Several limitations of this study must be addressed. First, the study is retrospective, and the database did not disclose detailed information regarding characteristics or severity of dialysis, such as specific etiology and definite duration of dialysis. The administrative database also lacked detailed profiles of dialysis management including dialysis time, type of dialysate, use of specific drugs and body weight changes. All of these factors might relate to surgical risks in patients under regular maintenance dialysis. In addition, detailed variables concerning the perioperative risks of surgery and anesthesia are not available in this database, such as preoperative laboratory data, blood pressure, oxygenation status, total blood loss, transfusions, and the use of prophylaxis antibiotics or inotropes. With such a large sample size in this study, we assumed that the influence of all of these covariates was evenly distributed between groups and bias would be diminished. Third, the study’s design and grouping of hemodialysis versus peritoneal dialysis, hypertension versus diabetes mellitus, and categorization by the numbers of comorbidities, are all procedure- or diagnosis-oriented. Thus the study can validate only the association of factors and outcomes, not causation. Finally, our retrospective study did not achieve randomized distribution between groups. In spite of meticulous adjustment of major covariates, this non-randomization might still influence risk estimations and need further investigation.

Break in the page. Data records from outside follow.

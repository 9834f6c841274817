pub mod http;

use std::fmt;
use std::path::PathBuf;

use serde::{Deserialize, Serialize};
use tokio::sync::mpsc;
use url::Url;

use crate::errors::Result;

/// Opaque identity of one in-progress transfer inside the engine.
///
/// Ids are stable for the lifetime of the transfer, across subscriber
/// detach and re-attach; `live_transfers` relies on this to match
/// rediscovered transfers back to known records.
#[derive(Debug, Clone, Copy, PartialEq, Eq, Hash, Serialize, Deserialize)]
pub struct TransferId(uuid::Uuid);

impl TransferId {
    pub fn new() -> Self {
        Self(uuid::Uuid::new_v4())
    }
}

impl Default for TransferId {
    fn default() -> Self {
        Self::new()
    }
}

impl fmt::Display for TransferId {
    fn fmt(&self, f: &mut fmt::Formatter<'_>) -> fmt::Result {
        self.0.fmt(f)
    }
}

/// Continuation data for a transfer that was interrupted with partial
/// bytes on disk. Opaque to callers; round-trips through `to_bytes` /
/// `from_bytes`.
#[derive(Debug, Clone, Serialize, Deserialize)]
pub struct ResumeData {
    pub url: Url,
    pub part_path: PathBuf,
    pub bytes_downloaded: u64,
    pub total_bytes: u64,
    /// `ETag` or `Last-Modified` of the interrupted response, sent back
    /// as `If-Range` so a changed resource restarts from scratch.
    pub validator: Option<String>,
}

impl ResumeData {
    pub fn to_bytes(&self) -> Result<Vec<u8>> {
        Ok(serde_json::to_vec(self)?)
    }

    pub fn from_bytes(bytes: &[u8]) -> Result<Self> {
        Ok(serde_json::from_slice(bytes)?)
    }
}

/// One periodic progress report from the engine.
#[derive(Debug, Clone, Copy, Serialize, Deserialize)]
pub struct TransferUpdate {
    /// Bytes written since the previous report.
    pub bytes_written: u64,
    pub total_written: u64,
    /// 0 while the expected size is still unknown.
    pub total_expected: u64,
}

/// Events a transfer yields on its stream: any number of progress
/// reports followed by at most one terminal event.
#[derive(Debug, Clone)]
pub enum TransferEvent {
    Progress(TransferUpdate),
    /// The artifact landed at a transient spool location; the consumer
    /// owns moving it somewhere stable.
    Completed { artifact: PathBuf },
    Failed {
        reason: String,
        /// Present when partial bytes survived the interruption.
        resume_data: Option<ResumeData>,
    },
}

/// A started transfer: its stable id plus the stream of events it
/// will yield.
pub struct Transfer {
    pub id: TransferId,
    pub events: mpsc::Receiver<TransferEvent>,
}

/// A transfer the engine still tracks, reported from `live_transfers`.
///
/// `events` is `Some` when the transfer had lost its subscriber (the
/// owning process went dormant) and the engine handed back a fresh
/// stream, preloaded with a catch-up event.
pub struct LiveTransfer {
    pub id: TransferId,
    pub url: Url,
    pub bytes_downloaded: u64,
    pub total_bytes: u64,
    pub events: Option<mpsc::Receiver<TransferEvent>>,
}

/// Façade over the transfer engine.
///
/// Implementations must keep transfers running while no subscriber is
/// attached and support rediscovery through `live_transfers`.
#[async_trait::async_trait]
pub trait Transport: Send + Sync {
    /// Start a fresh transfer from a URL.
    async fn begin(&self, url: Url) -> Result<Transfer>;

    /// Continue a transfer from resumable continuation data.
    async fn begin_resumed(&self, resume: ResumeData) -> Result<Transfer>;

    /// Suspend a transfer without discarding its state.
    async fn pause(&self, id: TransferId) -> Result<()>;

    /// Resume a suspended transfer.
    async fn resume(&self, id: TransferId) -> Result<()>;

    /// Best-effort cancel. The transfer may still deliver a late
    /// terminal event; consumers drop events for ids they no longer
    /// track.
    async fn cancel(&self, id: TransferId) -> Result<()>;

    /// Every transfer the engine still knows about. Safe to call
    /// repeatedly; re-subscribes any transfer whose event stream was
    /// lost.
    async fn live_transfers(&self) -> Vec<LiveTransfer>;
}
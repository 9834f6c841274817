//! packfetch is a resumable, concurrent download manager core.
//!
//! A [`DownloadManager`] tracks in-flight transfers as an observable
//! collection of [`Download`] records, drives them through a [`Transport`]
//! façade over a detachable HTTP engine, and hands finished artifacts to
//! an [`ArtifactPipeline`] collaborator. Transfers keep running while no
//! manager is attached; [`DownloadManager::reconcile`] re-synchronizes the
//! collection with the engine's live transfer list afterwards.
//!
//! ```no_run
//! use std::sync::Arc;
//! use packfetch::{DownloadManager, HttpTransport, LoggingPipeline, ManagerConfig};
//!
//! # #[tokio::main]
//! # async fn main() -> packfetch::Result<()> {
//! let config = ManagerConfig::default();
//! let transport = Arc::new(HttpTransport::new(&config)?);
//! let manager = DownloadManager::new(transport, Arc::new(LoggingPipeline), config);
//!
//! let url = url::Url::parse("https://example.test/app.ipa").unwrap();
//! let download = manager.start_download(url, None).await?;
//! println!("tracking {}", download.id);
//! # Ok(())
//! # }
//! ```

pub mod config;
pub mod downloader;
pub mod errors;
pub mod pipeline;
pub mod transport;
pub mod utils;

pub use config::ManagerConfig;
pub use downloader::manager::DownloadManager;
pub use downloader::{Download, DownloadEvent};
pub use errors::{DownloadError, Result};
pub use pipeline::{ArtifactPipeline, LoggingPipeline};
pub use transport::http::HttpTransport;
pub use transport::{
    LiveTransfer, ResumeData, Transfer, TransferEvent, TransferId, TransferUpdate, Transport,
};
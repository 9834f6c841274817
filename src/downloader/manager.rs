use std::path::{Path, PathBuf};
use std::sync::Arc;

use log::{debug, error, info, warn};
use tokio::sync::{broadcast, mpsc, Mutex};
use url::Url;

use crate::config::ManagerConfig;
use crate::downloader::{Download, DownloadEvent};
use crate::errors::{DownloadError, Result};
use crate::pipeline::ArtifactPipeline;
use crate::transport::{
    ResumeData, Transfer, TransferEvent, TransferId, TransferUpdate, Transport,
};

type BackgroundCallback = Box<dyn FnOnce() + Send>;

/// Messages consumed by the manager's serialized event loop. Transfer
/// events from every driver funnel through this one queue, so two
/// completions can never race on the collection.
enum LoopMessage {
    Transfer {
        transfer: TransferId,
        event: TransferEvent,
    },
    BackgroundEventsDelivered,
}

/// Orchestrator for the download collection.
///
/// Owns the canonical record state, maps transfer handles back to
/// records, reconciles against the engine's live transfer list after a
/// dormant period, and hands completed artifacts to the pipeline.
/// Constructed explicitly with its collaborators; hold it in an `Arc`
/// to share.
pub struct DownloadManager {
    downloads: Arc<Mutex<Vec<Download>>>,
    transport: Arc<dyn Transport>,
    events_tx: broadcast::Sender<DownloadEvent>,
    loop_tx: mpsc::UnboundedSender<LoopMessage>,
    background_done: Arc<Mutex<Option<BackgroundCallback>>>,
}
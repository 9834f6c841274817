use log::info;
use url::Url;

use crate::errors::Result;

/// Generates a unique ID for downloads
pub fn generate_download_id() -> String {
    uuid::Uuid::new_v4().to_string()
}

/// Sanitizes a filename by removing invalid characters
pub fn sanitize_filename(filename: &str) -> String {
    filename
        .chars()
        .map(|c| match c {
            '<' | '>' | ':' | '"' | '/' | '\\' | '|' | '?' | '*' => '_',
            c if c.is_control() => '_',
            c => c,
        })
        .collect()
}

/// Display name for a source URL: its last non-empty path segment,
/// sanitized for filesystem use. Falls back to "download" for URLs
/// without a usable path.
pub fn display_name_for(url: &Url) -> String {
    url.path_segments()
        .and_then(|segments| segments.filter(|s| !s.is_empty()).next_back())
        .map(sanitize_filename)
        .filter(|name| !name.is_empty())
        .unwrap_or_else(|| "download".to_string())
}

/// Creates a directory if it doesn't exist
pub async fn ensure_dir_exists(path: &std::path::Path) -> Result<()> {
    if !path.exists() {
        tokio::fs::create_dir_all(path).await?;
        info!("Created directory: {:?}", path);
    }
    Ok(())
}

#[cfg(test)]
mod tests {
    use super::*;

    #[test]
    fn display_name_uses_last_path_segment() {
        let url = Url::parse("https://example.test/apps/app.ipa").unwrap();
        assert_eq!(display_name_for(&url), "app.ipa");
    }

    #[test]
    fn display_name_skips_trailing_slash() {
        let url = Url::parse("https://example.test/apps/").unwrap();
        assert_eq!(display_name_for(&url), "apps");
    }

    #[test]
    fn display_name_falls_back_for_bare_host() {
        let url = Url::parse("https://example.test/").unwrap();
        assert_eq!(display_name_for(&url), "download");
    }

    #[test]
    fn sanitize_replaces_invalid_characters() {
        assert_eq!(sanitize_filename("a/b:c?d.ipa"), "a_b_c_d.ipa");
        assert_eq!(sanitize_filename("plain.zip"), "plain.zip");
    }
}
use std::path::Path;

use log::info;

use crate::downloader::Download;
use crate::errors::Result;

/// Post-processing collaborator. Receives the relocated artifact after a
/// download completes; unpacking/installing is its business, reported
/// back through `update_unpack_progress` on the manager.
///
/// An error return means the artifact was rejected; the manager raises
/// the failure signal and ends the record's lifecycle either way.
#[async_trait::async_trait]
pub trait ArtifactPipeline: Send + Sync {
    async fn handle_artifact(&self, artifact: &Path, download: &Download) -> Result<()>;
}

/// Pipeline that only logs the hand-off. Useful for wiring and tests.
pub struct LoggingPipeline;

#[async_trait::async_trait]
impl ArtifactPipeline for LoggingPipeline {
    async fn handle_artifact(&self, artifact: &Path, download: &Download) -> Result<()> {
        info!(
            "Artifact for download {} ready at {:?}",
            download.id, artifact
        );
        Ok(())
    }
}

In this nationwide population-based study using Taiwan’s National Health Insurance Research Database with propensity-score matched method, we found significant increases in postoperative mortality and complication rates among surgical patients with preoperative regular dialysis underwent non-cardiac surgeries, either HD or PD. Increasing numbers of comorbidities, including hypertension or diabetes, may predispose these patients to higher rates of postoperative complications. Our findings suggested that meticulous preoperative assessment, optimal control for diabetes and hypertension, early recognition of morbidities and appropriate interventions might reduce adverse outcomes in dialysis patients receiving non-cardiac surgery.